==== Information given

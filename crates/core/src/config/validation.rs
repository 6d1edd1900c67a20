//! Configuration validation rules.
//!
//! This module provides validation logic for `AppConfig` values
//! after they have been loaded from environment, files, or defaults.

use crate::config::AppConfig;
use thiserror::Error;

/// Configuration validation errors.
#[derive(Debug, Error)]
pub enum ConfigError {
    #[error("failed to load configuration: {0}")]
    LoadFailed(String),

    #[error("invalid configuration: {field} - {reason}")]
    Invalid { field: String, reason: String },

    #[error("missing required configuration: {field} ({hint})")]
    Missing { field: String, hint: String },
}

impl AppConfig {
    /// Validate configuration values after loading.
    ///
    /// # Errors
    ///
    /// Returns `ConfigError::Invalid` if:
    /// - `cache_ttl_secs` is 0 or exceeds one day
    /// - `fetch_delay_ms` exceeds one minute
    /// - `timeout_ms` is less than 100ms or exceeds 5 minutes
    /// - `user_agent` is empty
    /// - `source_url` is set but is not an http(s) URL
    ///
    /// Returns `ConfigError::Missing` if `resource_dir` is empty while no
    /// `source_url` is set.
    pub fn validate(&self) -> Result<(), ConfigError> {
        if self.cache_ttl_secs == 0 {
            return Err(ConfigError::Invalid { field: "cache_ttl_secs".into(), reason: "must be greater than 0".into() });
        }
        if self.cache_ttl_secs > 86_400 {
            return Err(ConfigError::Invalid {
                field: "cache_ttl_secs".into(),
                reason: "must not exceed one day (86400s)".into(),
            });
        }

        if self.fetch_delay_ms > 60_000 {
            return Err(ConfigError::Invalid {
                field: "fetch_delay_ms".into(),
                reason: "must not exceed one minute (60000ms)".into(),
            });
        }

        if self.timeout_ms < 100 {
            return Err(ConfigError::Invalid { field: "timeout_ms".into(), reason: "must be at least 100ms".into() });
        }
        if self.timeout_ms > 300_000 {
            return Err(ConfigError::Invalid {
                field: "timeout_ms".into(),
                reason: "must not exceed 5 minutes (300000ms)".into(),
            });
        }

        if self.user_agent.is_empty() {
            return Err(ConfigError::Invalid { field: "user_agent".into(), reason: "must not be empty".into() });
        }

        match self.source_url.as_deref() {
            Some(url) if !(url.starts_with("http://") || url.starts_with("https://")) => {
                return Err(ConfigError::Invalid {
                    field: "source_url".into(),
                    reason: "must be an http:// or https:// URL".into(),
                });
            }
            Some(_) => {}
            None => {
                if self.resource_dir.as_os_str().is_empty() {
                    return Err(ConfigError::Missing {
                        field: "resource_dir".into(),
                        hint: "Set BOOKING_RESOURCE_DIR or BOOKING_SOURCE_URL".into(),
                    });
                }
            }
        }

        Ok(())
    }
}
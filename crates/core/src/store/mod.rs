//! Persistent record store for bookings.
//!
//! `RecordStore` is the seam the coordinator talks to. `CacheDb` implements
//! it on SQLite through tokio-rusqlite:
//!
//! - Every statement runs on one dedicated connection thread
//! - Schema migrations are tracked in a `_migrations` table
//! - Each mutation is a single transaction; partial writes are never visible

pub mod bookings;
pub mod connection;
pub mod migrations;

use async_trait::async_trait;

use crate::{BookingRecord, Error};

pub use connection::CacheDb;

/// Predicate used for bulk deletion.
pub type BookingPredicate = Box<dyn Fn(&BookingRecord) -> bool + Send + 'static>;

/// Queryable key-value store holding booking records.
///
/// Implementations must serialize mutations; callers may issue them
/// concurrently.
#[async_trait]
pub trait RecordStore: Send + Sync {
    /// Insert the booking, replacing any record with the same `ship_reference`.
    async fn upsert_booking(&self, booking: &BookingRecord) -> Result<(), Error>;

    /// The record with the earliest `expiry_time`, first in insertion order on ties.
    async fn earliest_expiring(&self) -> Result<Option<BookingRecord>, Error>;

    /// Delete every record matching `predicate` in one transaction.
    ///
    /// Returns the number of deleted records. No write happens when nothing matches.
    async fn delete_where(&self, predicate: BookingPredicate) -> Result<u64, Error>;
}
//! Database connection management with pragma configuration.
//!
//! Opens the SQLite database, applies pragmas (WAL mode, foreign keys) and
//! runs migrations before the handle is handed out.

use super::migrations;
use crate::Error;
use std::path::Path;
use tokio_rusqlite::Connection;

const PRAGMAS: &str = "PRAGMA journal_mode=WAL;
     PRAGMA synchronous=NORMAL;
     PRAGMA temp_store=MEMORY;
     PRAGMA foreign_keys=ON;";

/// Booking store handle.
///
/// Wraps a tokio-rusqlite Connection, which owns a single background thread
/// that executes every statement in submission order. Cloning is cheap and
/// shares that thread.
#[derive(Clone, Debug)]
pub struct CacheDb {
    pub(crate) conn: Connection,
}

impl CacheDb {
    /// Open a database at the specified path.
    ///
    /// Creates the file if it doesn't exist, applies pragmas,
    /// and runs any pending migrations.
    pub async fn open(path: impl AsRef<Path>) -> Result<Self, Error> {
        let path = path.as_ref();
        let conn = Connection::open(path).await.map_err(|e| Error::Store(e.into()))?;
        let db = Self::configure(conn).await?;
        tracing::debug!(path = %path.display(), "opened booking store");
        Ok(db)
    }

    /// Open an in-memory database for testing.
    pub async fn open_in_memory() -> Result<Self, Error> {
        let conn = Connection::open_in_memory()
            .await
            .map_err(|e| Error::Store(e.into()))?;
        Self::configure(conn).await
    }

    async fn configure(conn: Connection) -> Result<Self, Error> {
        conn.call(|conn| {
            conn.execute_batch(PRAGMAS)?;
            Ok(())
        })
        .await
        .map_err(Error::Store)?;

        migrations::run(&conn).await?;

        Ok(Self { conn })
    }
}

========
==== Information given

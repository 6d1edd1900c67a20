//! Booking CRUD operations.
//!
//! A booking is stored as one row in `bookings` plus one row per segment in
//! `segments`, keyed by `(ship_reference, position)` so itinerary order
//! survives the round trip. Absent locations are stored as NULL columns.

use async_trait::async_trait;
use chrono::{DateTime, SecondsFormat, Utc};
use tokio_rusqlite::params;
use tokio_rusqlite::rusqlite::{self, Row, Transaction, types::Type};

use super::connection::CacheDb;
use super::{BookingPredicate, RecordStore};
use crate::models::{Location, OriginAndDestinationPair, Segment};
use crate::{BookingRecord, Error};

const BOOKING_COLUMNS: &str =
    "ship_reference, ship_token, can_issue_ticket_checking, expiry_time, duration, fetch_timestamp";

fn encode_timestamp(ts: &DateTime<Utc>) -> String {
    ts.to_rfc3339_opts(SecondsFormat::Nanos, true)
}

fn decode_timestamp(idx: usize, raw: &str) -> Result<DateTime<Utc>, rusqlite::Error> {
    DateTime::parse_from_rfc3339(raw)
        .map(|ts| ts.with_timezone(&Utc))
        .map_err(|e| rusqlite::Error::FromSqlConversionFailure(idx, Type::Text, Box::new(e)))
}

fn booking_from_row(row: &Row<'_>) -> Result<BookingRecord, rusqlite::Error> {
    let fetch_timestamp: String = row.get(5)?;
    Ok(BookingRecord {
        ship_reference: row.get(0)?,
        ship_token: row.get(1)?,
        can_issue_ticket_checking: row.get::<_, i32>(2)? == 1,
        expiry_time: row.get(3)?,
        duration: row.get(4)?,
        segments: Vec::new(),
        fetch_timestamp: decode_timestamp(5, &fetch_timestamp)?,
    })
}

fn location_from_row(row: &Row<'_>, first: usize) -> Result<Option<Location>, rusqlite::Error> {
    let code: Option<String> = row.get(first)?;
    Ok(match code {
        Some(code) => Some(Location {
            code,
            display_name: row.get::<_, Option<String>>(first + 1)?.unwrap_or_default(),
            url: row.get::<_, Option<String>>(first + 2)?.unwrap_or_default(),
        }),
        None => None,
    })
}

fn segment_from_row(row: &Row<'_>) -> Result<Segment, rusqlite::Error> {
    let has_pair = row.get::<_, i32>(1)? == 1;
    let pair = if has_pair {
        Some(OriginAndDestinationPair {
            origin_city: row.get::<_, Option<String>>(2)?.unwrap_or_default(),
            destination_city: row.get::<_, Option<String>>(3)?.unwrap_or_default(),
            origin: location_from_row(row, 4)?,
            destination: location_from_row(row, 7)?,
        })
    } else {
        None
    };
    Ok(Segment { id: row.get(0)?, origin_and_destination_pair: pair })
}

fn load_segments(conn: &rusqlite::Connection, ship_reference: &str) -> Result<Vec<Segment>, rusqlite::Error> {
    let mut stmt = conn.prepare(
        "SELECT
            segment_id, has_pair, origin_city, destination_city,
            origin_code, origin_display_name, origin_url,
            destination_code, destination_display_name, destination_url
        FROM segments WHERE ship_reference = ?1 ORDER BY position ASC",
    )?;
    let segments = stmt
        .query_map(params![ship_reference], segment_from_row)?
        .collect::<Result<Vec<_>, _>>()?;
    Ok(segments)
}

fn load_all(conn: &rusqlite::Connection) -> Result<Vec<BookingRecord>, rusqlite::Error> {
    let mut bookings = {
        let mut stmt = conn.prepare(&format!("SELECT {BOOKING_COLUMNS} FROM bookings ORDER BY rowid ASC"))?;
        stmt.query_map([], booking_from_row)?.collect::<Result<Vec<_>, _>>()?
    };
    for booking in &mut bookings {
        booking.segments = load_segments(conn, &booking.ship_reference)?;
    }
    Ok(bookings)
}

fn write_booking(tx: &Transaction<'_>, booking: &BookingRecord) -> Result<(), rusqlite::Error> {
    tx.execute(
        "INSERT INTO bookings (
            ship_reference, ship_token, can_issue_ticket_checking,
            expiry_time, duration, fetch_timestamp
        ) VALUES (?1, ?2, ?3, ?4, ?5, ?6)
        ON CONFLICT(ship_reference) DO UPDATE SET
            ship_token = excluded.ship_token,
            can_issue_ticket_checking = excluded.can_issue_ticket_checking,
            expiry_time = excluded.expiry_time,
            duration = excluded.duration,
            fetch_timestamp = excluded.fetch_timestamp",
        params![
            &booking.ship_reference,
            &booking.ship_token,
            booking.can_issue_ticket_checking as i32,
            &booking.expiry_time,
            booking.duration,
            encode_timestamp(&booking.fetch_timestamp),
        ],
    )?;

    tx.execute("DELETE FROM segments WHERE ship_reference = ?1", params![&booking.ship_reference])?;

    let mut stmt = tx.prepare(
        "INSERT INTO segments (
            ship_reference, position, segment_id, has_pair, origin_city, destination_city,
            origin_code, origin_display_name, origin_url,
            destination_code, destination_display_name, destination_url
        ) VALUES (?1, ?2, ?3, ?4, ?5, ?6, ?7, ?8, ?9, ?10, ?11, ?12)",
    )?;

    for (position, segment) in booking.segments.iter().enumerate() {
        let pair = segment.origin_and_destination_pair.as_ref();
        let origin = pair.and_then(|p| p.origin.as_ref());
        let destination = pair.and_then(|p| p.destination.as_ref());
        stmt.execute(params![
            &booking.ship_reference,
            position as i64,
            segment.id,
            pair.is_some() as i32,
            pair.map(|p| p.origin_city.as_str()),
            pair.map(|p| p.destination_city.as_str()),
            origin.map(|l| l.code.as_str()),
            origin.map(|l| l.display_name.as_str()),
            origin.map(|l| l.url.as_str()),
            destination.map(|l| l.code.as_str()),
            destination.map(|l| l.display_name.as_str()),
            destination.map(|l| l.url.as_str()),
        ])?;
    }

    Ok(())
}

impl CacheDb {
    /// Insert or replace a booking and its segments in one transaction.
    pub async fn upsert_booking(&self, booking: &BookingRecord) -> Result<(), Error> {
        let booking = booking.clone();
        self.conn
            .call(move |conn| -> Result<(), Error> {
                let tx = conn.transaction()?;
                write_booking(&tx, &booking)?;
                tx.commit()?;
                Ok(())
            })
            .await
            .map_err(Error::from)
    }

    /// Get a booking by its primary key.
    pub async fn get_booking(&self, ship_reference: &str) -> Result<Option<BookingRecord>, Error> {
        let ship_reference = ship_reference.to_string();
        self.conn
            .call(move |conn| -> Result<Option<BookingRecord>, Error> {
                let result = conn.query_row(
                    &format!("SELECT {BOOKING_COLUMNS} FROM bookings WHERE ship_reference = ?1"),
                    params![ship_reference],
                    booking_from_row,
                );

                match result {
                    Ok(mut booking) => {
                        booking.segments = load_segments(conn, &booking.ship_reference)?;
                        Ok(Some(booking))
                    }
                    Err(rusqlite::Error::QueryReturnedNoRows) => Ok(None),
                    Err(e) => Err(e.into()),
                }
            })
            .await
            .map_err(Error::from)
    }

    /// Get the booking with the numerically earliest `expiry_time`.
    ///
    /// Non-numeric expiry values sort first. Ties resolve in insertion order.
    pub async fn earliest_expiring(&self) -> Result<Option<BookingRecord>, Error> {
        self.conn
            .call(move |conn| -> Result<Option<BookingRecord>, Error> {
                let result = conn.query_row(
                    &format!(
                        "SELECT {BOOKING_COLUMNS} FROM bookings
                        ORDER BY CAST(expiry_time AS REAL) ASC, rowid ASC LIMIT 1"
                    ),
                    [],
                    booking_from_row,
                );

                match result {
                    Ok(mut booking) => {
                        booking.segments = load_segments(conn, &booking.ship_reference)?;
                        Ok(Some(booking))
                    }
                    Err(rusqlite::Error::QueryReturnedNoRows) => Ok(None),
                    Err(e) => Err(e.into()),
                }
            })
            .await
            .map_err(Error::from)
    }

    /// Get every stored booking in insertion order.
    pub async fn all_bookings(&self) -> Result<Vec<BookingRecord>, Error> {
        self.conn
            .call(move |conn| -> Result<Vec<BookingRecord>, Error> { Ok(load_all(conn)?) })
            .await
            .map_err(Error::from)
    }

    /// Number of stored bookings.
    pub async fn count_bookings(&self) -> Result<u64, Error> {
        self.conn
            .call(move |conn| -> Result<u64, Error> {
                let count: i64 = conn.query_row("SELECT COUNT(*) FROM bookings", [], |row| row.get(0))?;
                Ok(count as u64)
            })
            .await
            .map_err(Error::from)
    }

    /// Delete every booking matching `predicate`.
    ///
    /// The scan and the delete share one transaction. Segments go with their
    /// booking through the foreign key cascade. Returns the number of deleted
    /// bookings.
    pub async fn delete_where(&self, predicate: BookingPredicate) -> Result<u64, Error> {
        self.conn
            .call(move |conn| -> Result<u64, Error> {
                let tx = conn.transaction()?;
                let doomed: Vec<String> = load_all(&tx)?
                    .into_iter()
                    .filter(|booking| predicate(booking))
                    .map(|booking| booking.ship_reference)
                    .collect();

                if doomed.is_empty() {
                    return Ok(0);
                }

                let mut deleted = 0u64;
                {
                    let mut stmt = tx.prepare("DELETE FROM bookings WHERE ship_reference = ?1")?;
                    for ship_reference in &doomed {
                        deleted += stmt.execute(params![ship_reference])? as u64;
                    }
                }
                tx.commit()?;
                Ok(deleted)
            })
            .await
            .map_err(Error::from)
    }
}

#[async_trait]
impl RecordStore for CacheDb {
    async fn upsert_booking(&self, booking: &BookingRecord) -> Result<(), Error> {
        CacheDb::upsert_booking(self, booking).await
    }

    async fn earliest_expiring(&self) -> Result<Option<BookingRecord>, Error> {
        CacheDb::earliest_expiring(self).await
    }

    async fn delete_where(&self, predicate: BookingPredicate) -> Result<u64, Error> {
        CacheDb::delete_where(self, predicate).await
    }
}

========

What is being asked
Match on "SELECT": copy every line in the records that has it.

Result
        "SELECT
        let mut stmt = conn.prepare(&format!("SELECT {BOOKING_COLUMNS} FROM bookings ORDER BY rowid ASC"))?;
                    &format!("SELECT {BOOKING_COLUMNS} FROM bookings WHERE ship_reference = ?1"),
                        "SELECT {BOOKING_COLUMNS} FROM bookings
                let count: i64 = conn.query_row("SELECT COUNT(*) FROM bookings", [], |row| row.get(0))?;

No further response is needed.